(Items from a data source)
▬▬▬▬▬▬
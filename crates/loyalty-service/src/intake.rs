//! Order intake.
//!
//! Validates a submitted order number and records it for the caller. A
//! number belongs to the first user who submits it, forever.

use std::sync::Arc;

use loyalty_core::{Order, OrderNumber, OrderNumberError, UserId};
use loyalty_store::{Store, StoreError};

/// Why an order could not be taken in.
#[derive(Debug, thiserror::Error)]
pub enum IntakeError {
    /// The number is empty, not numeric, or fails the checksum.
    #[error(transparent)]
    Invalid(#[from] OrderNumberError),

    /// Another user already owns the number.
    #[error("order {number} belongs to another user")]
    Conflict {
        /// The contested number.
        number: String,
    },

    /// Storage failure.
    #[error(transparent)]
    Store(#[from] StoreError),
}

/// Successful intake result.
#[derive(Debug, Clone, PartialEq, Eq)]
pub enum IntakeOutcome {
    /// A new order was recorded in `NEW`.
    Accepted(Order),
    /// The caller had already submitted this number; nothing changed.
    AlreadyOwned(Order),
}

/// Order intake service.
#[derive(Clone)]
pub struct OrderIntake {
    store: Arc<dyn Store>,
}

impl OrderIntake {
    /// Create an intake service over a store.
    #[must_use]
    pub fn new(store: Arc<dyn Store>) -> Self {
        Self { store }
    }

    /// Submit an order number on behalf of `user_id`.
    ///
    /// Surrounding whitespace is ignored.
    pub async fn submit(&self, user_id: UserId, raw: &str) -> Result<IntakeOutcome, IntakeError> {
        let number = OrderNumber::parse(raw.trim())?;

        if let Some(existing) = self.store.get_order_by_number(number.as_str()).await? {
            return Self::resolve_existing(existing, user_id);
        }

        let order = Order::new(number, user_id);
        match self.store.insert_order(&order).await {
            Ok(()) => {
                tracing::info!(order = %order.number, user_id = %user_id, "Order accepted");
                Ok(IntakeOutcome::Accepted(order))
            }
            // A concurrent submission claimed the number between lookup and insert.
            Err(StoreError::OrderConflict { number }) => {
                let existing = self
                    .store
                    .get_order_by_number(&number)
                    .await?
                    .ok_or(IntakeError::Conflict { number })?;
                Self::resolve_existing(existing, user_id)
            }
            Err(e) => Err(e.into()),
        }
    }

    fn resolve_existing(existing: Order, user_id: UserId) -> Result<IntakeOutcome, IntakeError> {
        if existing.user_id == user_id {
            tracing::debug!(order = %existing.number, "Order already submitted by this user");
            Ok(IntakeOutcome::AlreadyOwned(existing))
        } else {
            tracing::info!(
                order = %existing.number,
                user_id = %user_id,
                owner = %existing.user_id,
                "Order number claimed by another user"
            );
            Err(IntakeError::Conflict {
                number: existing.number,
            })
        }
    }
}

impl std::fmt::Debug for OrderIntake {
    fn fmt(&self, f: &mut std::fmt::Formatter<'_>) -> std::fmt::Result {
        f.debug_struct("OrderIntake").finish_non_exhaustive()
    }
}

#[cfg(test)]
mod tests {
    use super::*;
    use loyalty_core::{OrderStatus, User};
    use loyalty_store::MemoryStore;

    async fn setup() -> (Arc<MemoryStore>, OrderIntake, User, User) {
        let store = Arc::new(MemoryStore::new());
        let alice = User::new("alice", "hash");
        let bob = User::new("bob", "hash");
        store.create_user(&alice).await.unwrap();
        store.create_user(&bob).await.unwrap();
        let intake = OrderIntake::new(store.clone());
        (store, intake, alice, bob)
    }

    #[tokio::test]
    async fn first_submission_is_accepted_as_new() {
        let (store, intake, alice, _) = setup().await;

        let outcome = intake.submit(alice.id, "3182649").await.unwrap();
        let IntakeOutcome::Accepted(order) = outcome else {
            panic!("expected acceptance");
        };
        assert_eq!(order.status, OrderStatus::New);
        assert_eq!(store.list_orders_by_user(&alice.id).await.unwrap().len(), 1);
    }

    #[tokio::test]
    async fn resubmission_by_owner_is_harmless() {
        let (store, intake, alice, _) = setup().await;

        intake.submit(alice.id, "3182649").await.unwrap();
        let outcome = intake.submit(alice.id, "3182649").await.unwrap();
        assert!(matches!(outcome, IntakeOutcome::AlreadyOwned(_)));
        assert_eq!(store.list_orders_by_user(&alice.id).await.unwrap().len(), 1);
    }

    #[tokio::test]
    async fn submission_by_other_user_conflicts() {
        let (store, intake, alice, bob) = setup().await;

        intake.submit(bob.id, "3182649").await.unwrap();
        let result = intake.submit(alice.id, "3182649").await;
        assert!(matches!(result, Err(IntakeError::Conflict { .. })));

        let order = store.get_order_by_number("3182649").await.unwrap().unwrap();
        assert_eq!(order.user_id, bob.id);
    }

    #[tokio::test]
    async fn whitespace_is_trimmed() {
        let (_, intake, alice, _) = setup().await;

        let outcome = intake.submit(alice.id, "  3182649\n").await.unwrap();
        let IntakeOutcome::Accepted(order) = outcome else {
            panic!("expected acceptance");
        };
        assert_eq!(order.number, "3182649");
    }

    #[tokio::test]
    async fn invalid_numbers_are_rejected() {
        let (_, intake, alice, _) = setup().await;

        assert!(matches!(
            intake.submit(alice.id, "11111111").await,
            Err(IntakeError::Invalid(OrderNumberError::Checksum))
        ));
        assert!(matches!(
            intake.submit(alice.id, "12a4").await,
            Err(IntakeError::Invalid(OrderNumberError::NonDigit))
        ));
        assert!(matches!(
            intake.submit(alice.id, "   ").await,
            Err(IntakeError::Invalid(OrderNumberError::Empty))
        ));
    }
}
▬▬▬▬▬▬
Please go through the data and copy each line containing the word "AlreadyOwned".

    AlreadyOwned(Order),
            Ok(IntakeOutcome::AlreadyOwned(existing))
        assert!(matches!(outcome, IntakeOutcome::AlreadyOwned(_)));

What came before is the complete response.